January 20, 2019


So let’s “talk” about faith, hope and love. I have been in a few discussions lately about these gifts. I am grateful that I have been able to realize and appreciate all 3 in my life. But I believe that’s because I have had a strong, nurturing environment and history. I realize everyone is not so fortunate. We say “faith is a gift from God” but I personally believe everyone is born with a faith potential but if that potential is not nurtured and nourished within a family it can very easily never come to fruition. So if someone is brought up in a family with out religious affirmation and God is not present in conversation, then it is very rare that a person in that setting would become a person of faith. Obviously, I don’t speak only of Catholicism or Christianity. I include any faith tradition or belief in an entity that is beyond human, challenges us to be our best selves, and invites us to celebrate our beliefs in a faith community. True faith should transform our lives for the better. Our faith also evolves as we do. It needs to, if it is going to be vibrant.

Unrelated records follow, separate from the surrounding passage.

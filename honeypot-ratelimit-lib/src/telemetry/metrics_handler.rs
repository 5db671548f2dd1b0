use bytes::Bytes;
use http::StatusCode;
use http_body_util::{BodyExt, Full};
use hyper::Response;
use prometheus::{Encoder, TextEncoder};

use super::health::RespBody;
use crate::error::{RateLimitError, Result};

pub fn handle_metrics(registry: &prometheus::Registry) -> Result<Response<RespBody>> {
    let encoder = TextEncoder::new();
    let metric_families = registry.gather();
    let mut buffer = Vec::new();

    encoder
        .encode(&metric_families, &mut buffer)
        .map_err(|e| RateLimitError::Http(format!("Failed to encode metrics: {e}")))?;

    let body = Full::new(Bytes::from(buffer))
        .map_err(|never| match never {})
        .boxed();

    Response::builder()
        .status(StatusCode::OK)
        .header("Content-Type", encoder.format_type())
        .body(body)
        .map_err(|e| RateLimitError::Http(format!("Failed to build response: {e}")))
}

I have always looked at hope as a choice but recently I’ve realized that some people because of their background may not have that choice. Some family history can be so tragic and traumatic that members of that family can be victims and suffer severe depression and anxiety. It has to be very difficult for someone in that situation to look at their limited possibilities and be a person of hope. Obviously, many wonderful people overcome events in their lives with therapy, counselling , and recovery programs . This is so evident in A.A. (Alcoholics Anonymous) when you can listen to very dysfunctional, abusive, and violent stories which are devastating to individuals and families. But through the intercession of a strong support group and the “grace of God” the tragic story is no longer playing the major role in a person’s life and he/she has not only been able to be “hope full” but can inspire hope in so many others who never believed they could recover.

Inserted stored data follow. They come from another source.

//! One independent axis of rate limiting.
//!
//! A [`RateDimension`] maps opaque keys to [`BucketedCounter`]s and enforces two ceilings on
//! each key: a per-slot ceiling that catches bursts and a per-window ceiling that catches
//! sustained volume.

use std::sync::{Mutex, MutexGuard};
use std::time::Duration;

use ahash::AHashMap;
use opentelemetry::metrics::UpDownCounter;
use tracing::{debug, warn};

use super::counter::BucketedCounter;
use crate::error::{RateLimitError, Result};

/// Which axis a dimension limits on.
#[derive(Debug, Clone, Copy, PartialEq, Eq, Hash)]
pub enum DimensionKind {
    /// Keyed by honeypot listener, port and source address.
    Identity,
    /// Keyed by the normalized content fingerprint of the request.
    Content,
}

impl DimensionKind {
    pub fn as_str(&self) -> &'static str {
        match self {
            DimensionKind::Identity => "identity",
            DimensionKind::Content => "content",
        }
    }
}

/// Upper bound on slots per window: a day of one-second slots. Every tracked key holds one
/// counter per slot, so larger windows must use coarser slots.
pub const MAX_SLOTS: usize = 86_400;

/// Limits and timing of a single dimension.
#[derive(Debug, Clone, Copy, PartialEq, Eq)]
pub struct DimensionConfig {
    /// Total span over which volume is bounded
    pub window: Duration,
    /// Duration of one slot; also the tick period
    pub slot: Duration,
    /// Requests allowed across the whole window
    pub max_per_window: u64,
    /// Requests allowed within the current slot
    pub max_per_slot: u64,
}

impl DimensionConfig {
    /// Validate the configuration and return the number of slots in the window.
    pub fn slot_count(&self, kind: DimensionKind) -> Result<usize> {
        let invalid_window = || RateLimitError::InvalidWindow {
            dimension: kind.as_str(),
            window: self.window,
            slot: self.slot,
        };

        if self.window.is_zero() || self.slot.is_zero() {
            return Err(invalid_window());
        }

        let window_nanos = self.window.as_nanos();
        let slot_nanos = self.slot.as_nanos();
        if window_nanos.checked_rem(slot_nanos) != Some(0) {
            return Err(invalid_window());
        }

        if self.max_per_window == 0 {
            return Err(RateLimitError::Config(format!(
                "{} max_per_window must be > 0",
                kind.as_str()
            )));
        }
        if self.max_per_slot == 0 {
            return Err(RateLimitError::Config(format!(
                "{} max_per_slot must be > 0",
                kind.as_str()
            )));
        }

        let slots = window_nanos.checked_div(slot_nanos).ok_or_else(invalid_window)?;
        match usize::try_from(slots) {
            Ok(slots) if slots <= MAX_SLOTS => Ok(slots),
            _ => Err(RateLimitError::Config(format!(
                "{} window has too many slots: {slots} (max {MAX_SLOTS})",
                kind.as_str()
            ))),
        }
    }
}

/// Outcome of evaluating a key against one dimension.
#[derive(Debug, Clone, Copy, PartialEq, Eq)]
pub enum Verdict {
    Allowed,
    WindowLimitExceeded,
    SlotLimitExceeded,
}

impl Verdict {
    pub fn is_allowed(&self) -> bool {
        matches!(self, Verdict::Allowed)
    }
}

/// A key-to-counter map with per-slot and per-window ceilings.
///
/// # Thread Safety
///
/// The map sits behind a single mutex. `evaluate` holds it for lookup plus increment and
/// `advance` holds it for the full sweep, so an increment can never be lost to a concurrent
/// shift and a sum is never read halfway through one. Nothing blocking happens under the
/// lock.
pub struct RateDimension {
    kind: DimensionKind,
    config: DimensionConfig,
    slots: usize,
    buckets: Mutex<AHashMap<String, BucketedCounter>>,
    tracked_keys: UpDownCounter<i64>,
}

impl RateDimension {
    /// Create a dimension, failing if the window is not a positive multiple of the slot or a
    /// limit is zero.
    ///
    /// `tracked_keys` is incremented whenever a key is first seen and decremented when it is
    /// evicted.
    pub fn new(
        kind: DimensionKind,
        config: DimensionConfig,
        tracked_keys: UpDownCounter<i64>,
    ) -> Result<Self> {
        let slots = config.slot_count(kind)?;
        Ok(Self { kind, config, slots, buckets: Mutex::new(AHashMap::new()), tracked_keys })
    }

    /// Count one request for `key` and check it against both ceilings.
    ///
    /// The window ceiling is checked first so that a key which has saturated its whole window
    /// reports [`Verdict::WindowLimitExceeded`] even when its current slot is also over.
    pub fn evaluate(&self, key: &str) -> Verdict {
        let mut buckets = self.lock();
        match buckets.get_mut(key) {
            Some(counter) => self.observe(counter),
            None => {
                let mut counter = BucketedCounter::new(self.slots);
                let verdict = self.observe(&mut counter);
                buckets.insert(key.to_owned(), counter);
                self.tracked_keys.add(1, &[]);
                debug!(dimension = self.kind.as_str(), key, "Tracking new rate limit key");
                verdict
            }
        }
    }

    fn observe(&self, counter: &mut BucketedCounter) -> Verdict {
        // The request is counted before either ceiling is checked and is not rolled back on
        // denial. A client that keeps probing while over quota keeps consuming quota and
        // cannot reopen its window early by retrying. Keep it increment-then-check.
        counter.increment_current();

        if counter.sum() > self.config.max_per_window {
            Verdict::WindowLimitExceeded
        } else if counter.current() > self.config.max_per_slot {
            Verdict::SlotLimitExceeded
        } else {
            Verdict::Allowed
        }
    }

    /// Age every tracked key by one slot, evicting keys whose window is now empty.
    ///
    /// Returns the number of evicted keys.
    pub fn advance(&self) -> usize {
        let mut buckets = self.lock();
        let before = buckets.len();
        buckets.retain(|_, counter| counter.advance() > 0);
        let evicted = before.saturating_sub(buckets.len());

        if evicted > 0 {
            self.tracked_keys
                .add(i64::try_from(evicted).unwrap_or(i64::MAX).saturating_neg(), &[]);
        }
        evicted
    }

    fn lock(&self) -> MutexGuard<'_, AHashMap<String, BucketedCounter>> {
        match self.buckets.lock() {
            Ok(guard) => guard,
            Err(poisoned) => {
                // Counters are only mutated through complete single-statement updates, so the
                // map is consistent even if a holder panicked.
                warn!(dimension = self.kind.as_str(), "Rate limit dimension lock poisoned");
                let guard = poisoned.into_inner();
                self.buckets.clear_poison();
                guard
            }
        }
    }

    pub fn kind(&self) -> DimensionKind {
        self.kind
    }

    pub fn config(&self) -> &DimensionConfig {
        &self.config
    }

    /// Number of slots in each key's window.
    pub fn slots(&self) -> usize {
        self.slots
    }

    /// Number of keys currently tracked.
    pub fn tracked_keys(&self) -> usize {
        self.lock().len()
    }

    pub fn contains_key(&self, key: &str) -> bool {
        self.lock().contains_key(key)
    }

    /// Requests counted for `key` across its window, if the key is tracked.
    pub fn window_count(&self, key: &str) -> Option<u64> {
        self.lock().get(key).map(BucketedCounter::sum)
    }
}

I’ve spoken often about the gift of love which is a response to another’s presence in our lives. I believe we are all called to love but I know how difficult it must be to feel or experience that gift if it has been absent in your family. The question becomes is it possible for someone to express love in a selfless way if they haven’t been nurtured in a loving environment? There are so many areas of love that include emotion, intimacy, sexuality and respect. When I see unloving behavior or the incident, it’s very rarely an isolated incident it’s part of a larger narrative. Each of us is born and immediately affected by our environment (the 9 months prior to birth also deeply affects how we are formed). I realize if someone is raised in a hateful, violent, prejudiced home then they are more apt to be a hateful, violent, and prejudice person. To a person with that background, love may have a totally different meaning than in my life. St. Paul is quoted as saying “in the end there are three things that last, faith, hope, and love. And the greatest of these is love”.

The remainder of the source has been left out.